BEGIN Data for this exercise

use std::time::Duration;

use tracing::{info, warn};
use url::Url;

use crate::config::WeatherConfig;
use crate::error::EcoConnectError;

use super::types::{
    Coordinates, OwmResponse, WeatherIcon, WeatherReading, WeatherReport,
    NOTICE_DEFAULT_LOCATION, NOTICE_FETCH_FAILED, UNKNOWN_LOCATION,
};

/// Parse an OpenWeatherMap current-weather body into the API's location
/// name and a rounded reading.
pub fn parse_current_weather(body: &str) -> Result<(Option<String>, WeatherReading), EcoConnectError> {
    let resp: OwmResponse = serde_json::from_str(body)
        .map_err(|e| EcoConnectError::Weather(format!("Failed to parse weather response: {}", e)))?;

    let condition = resp
        .weather
        .first()
        .map(|w| w.main.clone())
        .ok_or_else(|| EcoConnectError::Weather("Weather response has no conditions".to_string()))?;

    let name = resp.name.filter(|n| !n.trim().is_empty());
    Ok((
        name,
        WeatherReading {
            temperature: resp.main.temp.round() as i64,
            condition,
            humidity: resp.main.humidity.round().max(0.0) as u32,
            wind_speed: resp.wind.speed.round() as i64,
        },
    ))
}

/// HTTP client for the current-weather endpoint.
pub struct WeatherClient {
    client: reqwest::Client,
    config: WeatherConfig,
}

impl WeatherClient {
    pub fn new(config: WeatherConfig) -> Result<Self, EcoConnectError> {
        let client = reqwest::Client::builder()
            .timeout(Duration::from_secs(config.timeout_secs))
            .build()
            .map_err(|e| EcoConnectError::Weather(format!("Failed to build HTTP client: {}", e)))?;
        Ok(Self { client, config })
    }

    pub fn config(&self) -> &WeatherConfig {
        &self.config
    }

    fn endpoint(&self) -> String {
        format!("{}/weather", self.config.base_url.trim_end_matches('/'))
    }

    fn request_url(&self, coords: Coordinates, api_key: &str) -> Result<Url, EcoConnectError> {
        Url::parse_with_params(
            &self.endpoint(),
            &[
                ("lat", coords.latitude.to_string()),
                ("lon", coords.longitude.to_string()),
                ("units", self.config.units.clone()),
                ("appid", api_key.to_string()),
            ],
        )
        .map_err(|e| EcoConnectError::Config(format!("Invalid weather base_url: {}", e)))
    }

    /// Fetch the current weather at `coords`.
    pub async fn fetch(
        &self,
        coords: Coordinates,
        api_key: &str,
    ) -> Result<(Option<String>, WeatherReading), EcoConnectError> {
        let url = self.request_url(coords, api_key)?;
        let response = self
            .client
            .get(url)
            .send()
            .await
            .map_err(|e| {
                let msg = if e.is_timeout() {
                    format!("Weather API timeout after {}s", self.config.timeout_secs)
                } else {
                    format!("Weather API request failed: {}", e)
                };
                EcoConnectError::Weather(msg)
            })?;

        let status = response.status();
        if !status.is_success() {
            return Err(EcoConnectError::Weather(format!("Weather API error: {}", status)));
        }

        let body = response
            .text()
            .await
            .map_err(|e| EcoConnectError::Weather(format!("Failed to read weather response: {}", e)))?;
        parse_current_weather(&body)
    }

    /// Look up the weather at `coords`, or at the configured default location
    /// when the device position is unavailable. Never fails.
    pub async fn lookup(&self, coords: Option<Coordinates>, api_key: Option<&str>) -> WeatherReport {
        let default = &self.config.default_location;
        let used_default_location = coords.is_none();
        let coords = coords.unwrap_or(Coordinates {
            latitude: default.latitude,
            longitude: default.longitude,
        });

        let mut notices = Vec::new();
        if used_default_location {
            notices.push(NOTICE_DEFAULT_LOCATION.to_string());
        }
        let fallback_name = if used_default_location {
            default.name.clone()
        } else {
            UNKNOWN_LOCATION.to_string()
        };

        let result = match api_key.filter(|k| !k.trim().is_empty()) {
            Some(key) => self.fetch(coords, key).await,
            None => Err(EcoConnectError::Weather("No weather API key configured".to_string())),
        };

        match result {
            Ok((api_name, reading)) => {
                let location_name = if used_default_location {
                    default.name.clone()
                } else {
                    api_name.unwrap_or(fallback_name)
                };
                info!("Weather for {}: {} {}F", location_name, reading.condition, reading.temperature);
                WeatherReport {
                    location_name,
                    icon: Some(WeatherIcon::for_condition(&reading.condition)),
                    reading: Some(reading),
                    used_default_location,
                    notices,
                }
            }
            Err(e) => {
                warn!("{}", e);
                notices.push(NOTICE_FETCH_FAILED.to_string());
                WeatherReport {
                    location_name: fallback_name,
                    reading: None,
                    icon: None,
                    used_default_location,
                    notices,
                }
            }
        }
    }
}

#[cfg(test)]
mod tests {
    use super::*;
    use crate::config::default_config;

    const FIXTURE: &str = r#"{
        "coord": {"lon": 74.88, "lat": 21.35},
        "weather": [{"id": 800, "main": "Clear", "description": "clear sky", "icon": "01d"}],
        "main": {"temp": 91.56, "feels_like": 95.2, "humidity": 38, "pressure": 1008},
        "wind": {"speed": 7.49, "deg": 280},
        "name": "Shirpur"
    }"#;

    fn unreachable_client() -> WeatherClient {
        let mut config = default_config().weather;
        config.base_url = "http://127.0.0.1:9".to_string();
        config.timeout_secs = 2;
        WeatherClient::new(config).unwrap()
    }

    #[test]
    fn test_parse_current_weather_rounds() {
        let (name, reading) = parse_current_weather(FIXTURE).unwrap();
        assert_eq!(name.as_deref(), Some("Shirpur"));
        assert_eq!(reading.temperature, 92);
        assert_eq!(reading.condition, "Clear");
        assert_eq!(reading.humidity, 38);
        assert_eq!(reading.wind_speed, 7);
    }

    #[test]
    fn test_parse_negative_temperature() {
        let body = r#"{"weather":[{"main":"Snow"}],"main":{"temp":-3.6,"humidity":80},"wind":{"speed":0.4}}"#;
        let (name, reading) = parse_current_weather(body).unwrap();
        assert!(name.is_none());
        assert_eq!(reading.temperature, -4);
        assert_eq!(reading.wind_speed, 0);
    }

    #[test]
    fn test_parse_rejects_missing_conditions() {
        let body = r#"{"weather":[],"main":{"temp":50,"humidity":10},"wind":{"speed":1}}"#;
        assert!(parse_current_weather(body).is_err());
        assert!(parse_current_weather("<html>").is_err());
    }

    #[test]
    fn test_endpoint_trims_trailing_slash() {
        let mut config = default_config().weather;
        config.base_url = "https://example.test/data/2.5/".to_string();
        let client = WeatherClient::new(config).unwrap();
        assert_eq!(client.endpoint(), "https://example.test/data/2.5/weather");
    }

    #[test]
    fn test_request_url_query() {
        let client = WeatherClient::new(default_config().weather).unwrap();
        let url = client
            .request_url(
                Coordinates {
                    latitude: 37.7749,
                    longitude: -122.4194,
                },
                "abc",
            )
            .unwrap();
        assert_eq!(
            url.as_str(),
            "https://api.openweathermap.org/data/2.5/weather?lat=37.7749&lon=-122.4194&units=imperial&appid=abc"
        );
    }

    #[tokio::test]
    async fn test_lookup_without_key_uses_fallback() {
        let client = unreachable_client();
        let report = client.lookup(None, None).await;
        assert_eq!(report.location_name, "Shirpur");
        assert!(report.used_default_location);
        assert!(report.reading.is_none());
        assert_eq!(
            report.notices,
            vec![NOTICE_DEFAULT_LOCATION.to_string(), NOTICE_FETCH_FAILED.to_string()]
        );
    }

    #[tokio::test]
    async fn test_lookup_network_failure_is_not_an_error() {
        let client = unreachable_client();
        let coords = Coordinates {
            latitude: 19.07,
            longitude: 72.87,
        };
        let report = client.lookup(Some(coords), Some("key")).await;
        assert!(!report.used_default_location);
        assert_eq!(report.location_name, UNKNOWN_LOCATION);
        assert_eq!(report.notices, vec![NOTICE_FETCH_FAILED.to_string()]);
    }
}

END Data for this exercise

Your task
Would you please reproduce all of the lines above exactly?

Result
use std::time::Duration;

use tracing::{info, warn};
use url::Url;

use crate::config::WeatherConfig;
use crate::error::EcoConnectError;

use super::types::{
    Coordinates, OwmResponse, WeatherIcon, WeatherReading, WeatherReport,
    NOTICE_DEFAULT_LOCATION, NOTICE_FETCH_FAILED, UNKNOWN_LOCATION,
};

/// Parse an OpenWeatherMap current-weather body into the API's location
/// name and a rounded reading.
pub fn parse_current_weather(body: &str) -> Result<(Option<String>, WeatherReading), EcoConnectError> {
    let resp: OwmResponse = serde_json::from_str(body)
        .map_err(|e| EcoConnectError::Weather(format!("Failed to parse weather response: {}", e)))?;

    let condition = resp
        .weather
        .first()
        .map(|w| w.main.clone())
        .ok_or_else(|| EcoConnectError::Weather("Weather response has no conditions".to_string()))?;

    let name = resp.name.filter(|n| !n.trim().is_empty());
    Ok((
        name,
        WeatherReading {
            temperature: resp.main.temp.round() as i64,
            condition,
            humidity: resp.main.humidity.round().max(0.0) as u32,
            wind_speed: resp.wind.speed.round() as i64,
        },
    ))
}

/// HTTP client for the current-weather endpoint.
pub struct WeatherClient {
    client: reqwest::Client,
    config: WeatherConfig,
}

impl WeatherClient {
    pub fn new(config: WeatherConfig) -> Result<Self, EcoConnectError> {
        let client = reqwest::Client::builder()
            .timeout(Duration::from_secs(config.timeout_secs))
            .build()
            .map_err(|e| EcoConnectError::Weather(format!("Failed to build HTTP client: {}", e)))?;
        Ok(Self { client, config })
    }

    pub fn config(&self) -> &WeatherConfig {
        &self.config
    }

    fn endpoint(&self) -> String {
        format!("{}/weather", self.config.base_url.trim_end_matches('/'))
    }

    fn request_url(&self, coords: Coordinates, api_key: &str) -> Result<Url, EcoConnectError> {
        Url::parse_with_params(
            &self.endpoint(),
            &[
                ("lat", coords.latitude.to_string()),
                ("lon", coords.longitude.to_string()),
                ("units", self.config.units.clone()),
                ("appid", api_key.to_string()),
            ],
        )
        .map_err(|e| EcoConnectError::Config(format!("Invalid weather base_url: {}", e)))
    }

    /// Fetch the current weather at `coords`.
    pub async fn fetch(
        &self,
        coords: Coordinates,
        api_key: &str,
    ) -> Result<(Option<String>, WeatherReading), EcoConnectError> {
        let url = self.request_url(coords, api_key)?;
        let response = self
            .client
            .get(url)
            .send()
            .await
            .map_err(|e| {
                let msg = if e.is_timeout() {
                    format!("Weather API timeout after {}s", self.config.timeout_secs)
                } else {
                    format!("Weather API request failed: {}", e)
                };
                EcoConnectError::Weather(msg)
            })?;

        let status = response.status();
        if !status.is_success() {
            return Err(EcoConnectError::Weather(format!("Weather API error: {}", status)));
        }

        let body = response
            .text()
            .await
            .map_err(|e| EcoConnectError::Weather(format!("Failed to read weather response: {}", e)))?;
        parse_current_weather(&body)
    }

    /// Look up the weather at `coords`, or at the configured default location
    /// when the device position is unavailable. Never fails.
    pub async fn lookup(&self, coords: Option<Coordinates>, api_key: Option<&str>) -> WeatherReport {
        let default = &self.config.default_location;
        let used_default_location = coords.is_none();
        let coords = coords.unwrap_or(Coordinates {
            latitude: default.latitude,
            longitude: default.longitude,
        });

        let mut notices = Vec::new();
        if used_default_location {
            notices.push(NOTICE_DEFAULT_LOCATION.to_string());
        }
        let fallback_name = if used_default_location {
            default.name.clone()
        } else {
            UNKNOWN_LOCATION.to_string()
        };

        let result = match api_key.filter(|k| !k.trim().is_empty()) {
            Some(key) => self.fetch(coords, key).await,
            None => Err(EcoConnectError::Weather("No weather API key configured".to_string())),
        };

        match result {
            Ok((api_name, reading)) => {
                let location_name = if used_default_location {
                    default.name.clone()
                } else {
                    api_name.unwrap_or(fallback_name)
                };
                info!("Weather for {}: {} {}F", location_name, reading.condition, reading.temperature);
                WeatherReport {
                    location_name,
                    icon: Some(WeatherIcon::for_condition(&reading.condition)),
                    reading: Some(reading),
                    used_default_location,
                    notices,
                }
            }
            Err(e) => {
                warn!("{}", e);
                notices.push(NOTICE_FETCH_FAILED.to_string());
                WeatherReport {
                    location_name: fallback_name,
                    reading: None,
                    icon: None,
                    used_default_location,
                    notices,
                }
            }
        }
    }
}

#[cfg(test)]
mod tests {
    use super::*;
    use crate::config::default_config;

    const FIXTURE: &str = r#"{
        "coord": {"lon": 74.88, "lat": 21.35},
        "weather": [{"id": 800, "main": "Clear", "description": "clear sky", "icon": "01d"}],
        "main": {"temp": 91.56, "feels_like": 95.2, "humidity": 38, "pressure": 1008},
        "wind": {"speed": 7.49, "deg": 280},
        "name": "Shirpur"
    }"#;

    fn unreachable_client() -> WeatherClient {
        let mut config = default_config().weather;
        config.base_url = "http://127.0.0.1:9".to_string();
        config.timeout_secs = 2;
        WeatherClient::new(config).unwrap()
    }

    #[test]
    fn test_parse_current_weather_rounds() {
        let (name, reading) = parse_current_weather(FIXTURE).unwrap();
        assert_eq!(name.as_deref(), Some("Shirpur"));
        assert_eq!(reading.temperature, 92);
        assert_eq!(reading.condition, "Clear");
        assert_eq!(reading.humidity, 38);
        assert_eq!(reading.wind_speed, 7);
    }

    #[test]
    fn test_parse_negative_temperature() {
        let body = r#"{"weather":[{"main":"Snow"}],"main":{"temp":-3.6,"humidity":80},"wind":{"speed":0.4}}"#;
        let (name, reading) = parse_current_weather(body).unwrap();
        assert!(name.is_none());
        assert_eq!(reading.temperature, -4);
        assert_eq!(reading.wind_speed, 0);
    }

    #[test]
    fn test_parse_rejects_missing_conditions() {
        let body = r#"{"weather":[],"main":{"temp":50,"humidity":10},"wind":{"speed":1}}"#;
        assert!(parse_current_weather(body).is_err());
        assert!(parse_current_weather("<html>").is_err());
    }

    #[test]
    fn test_endpoint_trims_trailing_slash() {
        let mut config = default_config().weather;
        config.base_url = "https://example.test/data/2.5/".to_string();
        let client = WeatherClient::new(config).unwrap();
        assert_eq!(client.endpoint(), "https://example.test/data/2.5/weather");
    }

    #[test]
    fn test_request_url_query() {
        let client = WeatherClient::new(default_config().weather).unwrap();
        let url = client
            .request_url(
                Coordinates {
                    latitude: 37.7749,
                    longitude: -122.4194,
                },
                "abc",
            )
            .unwrap();
        assert_eq!(
            url.as_str(),
            "https://api.openweathermap.org/data/2.5/weather?lat=37.7749&lon=-122.4194&units=imperial&appid=abc"
        );
    }

    #[tokio::test]
    async fn test_lookup_without_key_uses_fallback() {
        let client = unreachable_client();
        let report = client.lookup(None, None).await;
        assert_eq!(report.location_name, "Shirpur");
        assert!(report.used_default_location);
        assert!(report.reading.is_none());
        assert_eq!(
            report.notices,
            vec![NOTICE_DEFAULT_LOCATION.to_string(), NOTICE_FETCH_FAILED.to_string()]
        );
    }

    #[tokio::test]
    async fn test_lookup_network_failure_is_not_an_error() {
        let client = unreachable_client();
        let coords = Coordinates {
            latitude: 19.07,
            longitude: 72.87,
        };
        let report = client.lookup(Some(coords), Some("key")).await;
        assert!(!report.used_default_location);
        assert_eq!(report.location_name, UNKNOWN_LOCATION);
        assert_eq!(report.notices, vec![NOTICE_FETCH_FAILED.to_string()]);
    }
}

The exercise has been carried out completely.